Wenn die Model Alliance ihre Arbeit gut macht, könnte damit zumindest in den USA die Ära der weitgehend folgenlosen Selbstverpflichtungen zu Ende gehen. In New York hat sich der Designerverband CFDA, in dem fast alle wichtigen Designer in den USA organisiert sind, ein Model-Mindestalter von 16 Jahren in die Satzung geschrieben. Modemacher sollen hier bei Castings die Ausweise der Bewerberinnen kontrollieren. Dass solche Selbstregulierungen an ihre Grenzen stoßen, wurde aber schnell offenbar: Letztlich entscheiden die Designer und Casting-Agenten, ob sie den Richtlinien folgen.

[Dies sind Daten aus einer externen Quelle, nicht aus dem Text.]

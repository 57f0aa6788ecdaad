// This file is part of rastercore.
// Copyright (C) 2024 the rastercore authors
//
// rastercore is free software: you can redistribute it and/or modify
// it under the terms of the GNU General Public License as published by
// the Free Software Foundation, either version 3 of the License, or
// (at your option) any later version.
//
// rastercore is distributed in the hope that it will be useful,
// but WITHOUT ANY WARRANTY; without even the implied warranty of
// MERCHANTABILITY or FITNESS FOR A PARTICULAR PURPOSE.  See the
// GNU General Public License for more details.
//
// You should have received a copy of the GNU General Public License
// along with rastercore.  If not, see <https://www.gnu.org/licenses/>.


//! Row iterators over a rectangle of an interleaved pixel buffer.
//!
//! Coordinates and widths are given in pixels; the yielded rows are byte
//! slices `w * bpp` long.

use super::Rectangle;

pub struct RowIterator<'a> {
    buf: &'a [u8],
    rowstride: usize,
    x0: usize,
    x1: usize,
    rows: usize,
}

fn test_bounds(buflen: usize, rowstride: usize, bpp: usize, r: (usize, usize, usize, usize)) {
    let (x, y, w, h) = r;
    debug_assert!(w > 0);
    debug_assert!(h > 0);
    debug_assert!((x + w) * bpp <= rowstride);
    debug_assert!(((y + h - 1) * rowstride + (x + w) * bpp) <= buflen);
}

impl<'a> RowIterator<'a> {
    pub fn new(
        buf: &'a [u8],
        rowstride: usize,
        bpp: usize,
        x: usize,
        y: usize,
        w: usize,
        h: usize,
    ) -> RowIterator<'a> {
        test_bounds(buf.len(), rowstride, bpp, (x, y, w, h));
        RowIterator {
            buf: &buf[(y * rowstride)..],
            rowstride,
            x0: x * bpp,
            x1: (x + w) * bpp,
            rows: h,
        }
    }

    pub fn from_rectangle(buf: &'a [u8], rowstride: usize, bpp: usize, r: &Rectangle) -> Self {
        RowIterator::new(
            buf,
            rowstride,
            bpp,
            r.x as usize,
            r.y as usize,
            r.w as usize,
            r.h as usize,
        )
    }

    /// Number of bytes this iterator will yield
    pub fn byte_len(&self) -> usize {
        self.rows * (self.x1 - self.x0)
    }
}

impl<'a> Iterator for RowIterator<'a> {
    type Item = &'a [u8];
    fn next(&mut self) -> Option<Self::Item> {
        if self.rows > 0 {
            self.rows -= 1;
            let row = &self.buf[self.x0..self.x1];
            self.buf = &self.buf[self.rowstride.min(self.buf.len())..];
            Some(row)
        } else {
            None
        }
    }

    fn size_hint(&self) -> (usize, Option<usize>) {
        (self.rows, Some(self.rows))
    }
}

pub struct RowIteratorMut<'a> {
    buf: &'a mut [u8],
    rowstride: usize,
    x0: usize,
    x1: usize,
    rows: usize,
}

impl<'a> RowIteratorMut<'a> {
    pub fn new(
        buf: &'a mut [u8],
        rowstride: usize,
        bpp: usize,
        x: usize,
        y: usize,
        w: usize,
        h: usize,
    ) -> RowIteratorMut<'a> {
        test_bounds(buf.len(), rowstride, bpp, (x, y, w, h));
        RowIteratorMut {
            buf: &mut buf[(y * rowstride)..],
            rowstride,
            x0: x * bpp,
            x1: (x + w) * bpp,
            rows: h,
        }
    }

    pub fn from_rectangle(
        buf: &'a mut [u8],
        rowstride: usize,
        bpp: usize,
        r: &Rectangle,
    ) -> Self {
        RowIteratorMut::new(
            buf,
            rowstride,
            bpp,
            r.x as usize,
            r.y as usize,
            r.w as usize,
            r.h as usize,
        )
    }

    pub fn byte_len(&self) -> usize {
        self.rows * (self.x1 - self.x0)
    }
}

impl<'a> Iterator for RowIteratorMut<'a> {
    type Item = &'a mut [u8];
    fn next(&mut self) -> Option<Self::Item> {
        if self.rows > 0 {
            self.rows -= 1;
            let tmp = std::mem::take(&mut self.buf);
            let split = self.rowstride.min(tmp.len());
            let (row, rest) = tmp.split_at_mut(split);
            self.buf = rest;
            Some(&mut row[self.x0..self.x1])
        } else {
            None
        }
    }

    fn size_hint(&self) -> (usize, Option<usize>) {
        (self.rows, Some(self.rows))
    }
}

Und so buchten im letzten Jahr auch in New York diverse Labels wieder sehr junge Mädchen für ihre Shows.

Auch in  Paris , Mailand und London gibt es solche Selbstverpflichtungen, auch dort werden die Regeln immer wieder gebrochen. "Gerade in Mailand und Paris sieht man extrem junge und extrem dünne Models", sagt Röhse. "Und ich glaube leider, dass das auch so bleiben wird." In Deutschland, das mit Berlin erst seit 2007 eine Fashion Week ausrichtet und auf dem Modemarkt bisher keine große Rolle spielt, fehlt eine übergeordnete Instanz wie der CFDA oder gar eine Gewerkschaft für Models. Hier liegt es ganz in der Hand der Designer und Moderedakteure, ob sie Models für Modestrecken buchen oder auf den Laufsteg schicken, die dreizehn oder dreißig sind.